Palm trees are among the world's most cultivated trees, providing oil, fuel, construction-worthy fibers and food, according to the San Diego Zoological Society. But nearly all the palm trees you see around San Diego or anywhere in California are not fruit-bearing, they provide little-to-no shade, nor are they even native. There's just one variety native to California, the California fan palm (Washingtonia filifera), found locally in the Borrego Palm Canyon in Anza Borrego State Park.
Artist Perry Vásquez sees the palm tree as an apt symbol.
"Part of the early mythology of California was that it was sort of the last chance place for a lot of people for whom opportunities were not happening on the east coast — the idea that Southern California would be an oasis in the desert. Which is a very appealing image," said Vásquez from his home in San Carlos.
How to view Perry Vásquez's work:
"Oasis"
On view at Sparks Gallery through Jan. 9, 2021
Opening reception: Sunday, Oct. 17, 10 a.m. - 3 p.m. (RSVP here)
Open daily: Monday through Friday, noon to 7 p.m.; Saturday 11 a.m. - 7 p.m.; and Sunday 11 a.m. to 5 p.m.
"San Diego Art Prize Exhibition"
On view at Bread and Salt through Dec. 31, 2021
Gallery hours: Tuesday through Saturday from 11 a.m. - 4 p.m.
Vásquez has been creating large oil paintings of palm trees for the last four years. Sometimes simply set against a vivid sky, sometimes smeared with a thick mark of textured paint, sometimes it's a cell tower constructed to look like a crude palm tree, or sometimes the tree is ablaze.
It was when he saw a palm tree on fire that ultimately inspired this series.
"My attitude towards palm trees was kind of a cliche," he said. "You see them in paintings that people make of sunsets, of the beach. And then I saw a video of a burning palm tree, and I couldn't get it out of my mind. Looking back, I think wow, I wonder if that's what Moses felt like when he saw the burning bush."
It was enough to reframe the mythology of the palm tree for Vásquez, and consider what deeper meanings he could find there.
"You never really notice something until it goes wrong," he said.
The palm tree series is also a nod to the book "Under the Perfect Sun," by Jim Miller, Kelly Mayhew and Mike Davis, another takedown of the sun-soaked myth of the region.
Vásquez has worked in the San Diego and Tijuana region since the late 1980s, and now teaches at Southwestern College. He is a 2021 recipient of the San Diego Art Prize. He's showing works at the currently-on-view exhibition at Bread and Salt, and is also set to open a solo exhibition, "Oasis," at Sparks Gallery this Sunday, Oct. 17, 2021.
In painting the palm trees, they became almost sentient to Vásquez. "The format suggests a kind of human-type scale, the anthropomorphic quality. So I feel like I'm painting portraits. I feel like they're very individual," he said.

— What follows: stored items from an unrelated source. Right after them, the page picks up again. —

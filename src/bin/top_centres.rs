fn main() -> Result<(), Box<dyn std::error::Error>> {
	let cfg = covidtimeline::init_stage()?;
	let path = covidtimeline::pipeline::top_centres(&cfg, covidtimeline::naive_today())?;
	println!("created {}", path.display());
	Ok(())
}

All told, Vásquez is showing some 75-80 works in town this month, combining the pieces installed at Bread and Salt with more than 50 works shown at Sparks.
Those paintings of trees smeared with thick globs of paint? Those are iron-on prints of his works applied to canvas, with a flourish of paint obscuring the original work (and, mostly, the tree). The iron-on process is fraught with built-in flaws and discrepancies from the original. It's a series he calls "The Ideal Copy."
Another series (or "franchise," as Vásquez says) is his "Gates of Heck" works, based on the Rodin sculpture, "The Gates of Hell," and Dante's "Inferno" (upon which the Rodin work is based).
Vásquez swaps out Dante's characters with superheroes like Spiderman, Batman, the Fantastic Four, Phoenix and more — dozens of tiny figures.
He also combines the superheroes with other underworld characters in what Vásquez refers to as "Max Ernst-style collages." In another series, he has even created text-based works featuring brief, absurd and surprisingly insightful poems.
In 2020, under the pseudonym Coconut Dalí, Vásquez wrote a series of songs inspired by his surrealist underworld paintings called "The Beatrice Suite." Instrumental tracks from the album play on loop with a video work installed at Bread and Salt, or you can listen here.
Music, in fact, was where he first found inspiration to become a painter. In the early 1970s, as a young teenager, he heard the song "Vincent," by Don McLean.
"I asked a friend, 'Who is this? I like this song, but who is this Vincent person?'" Vásquez said. Incidentally, his mother had just bought a book about Van Gogh, which he devoured at home. "I got pulled into it and I thought, Gee, that's what I want to do. I want to paint."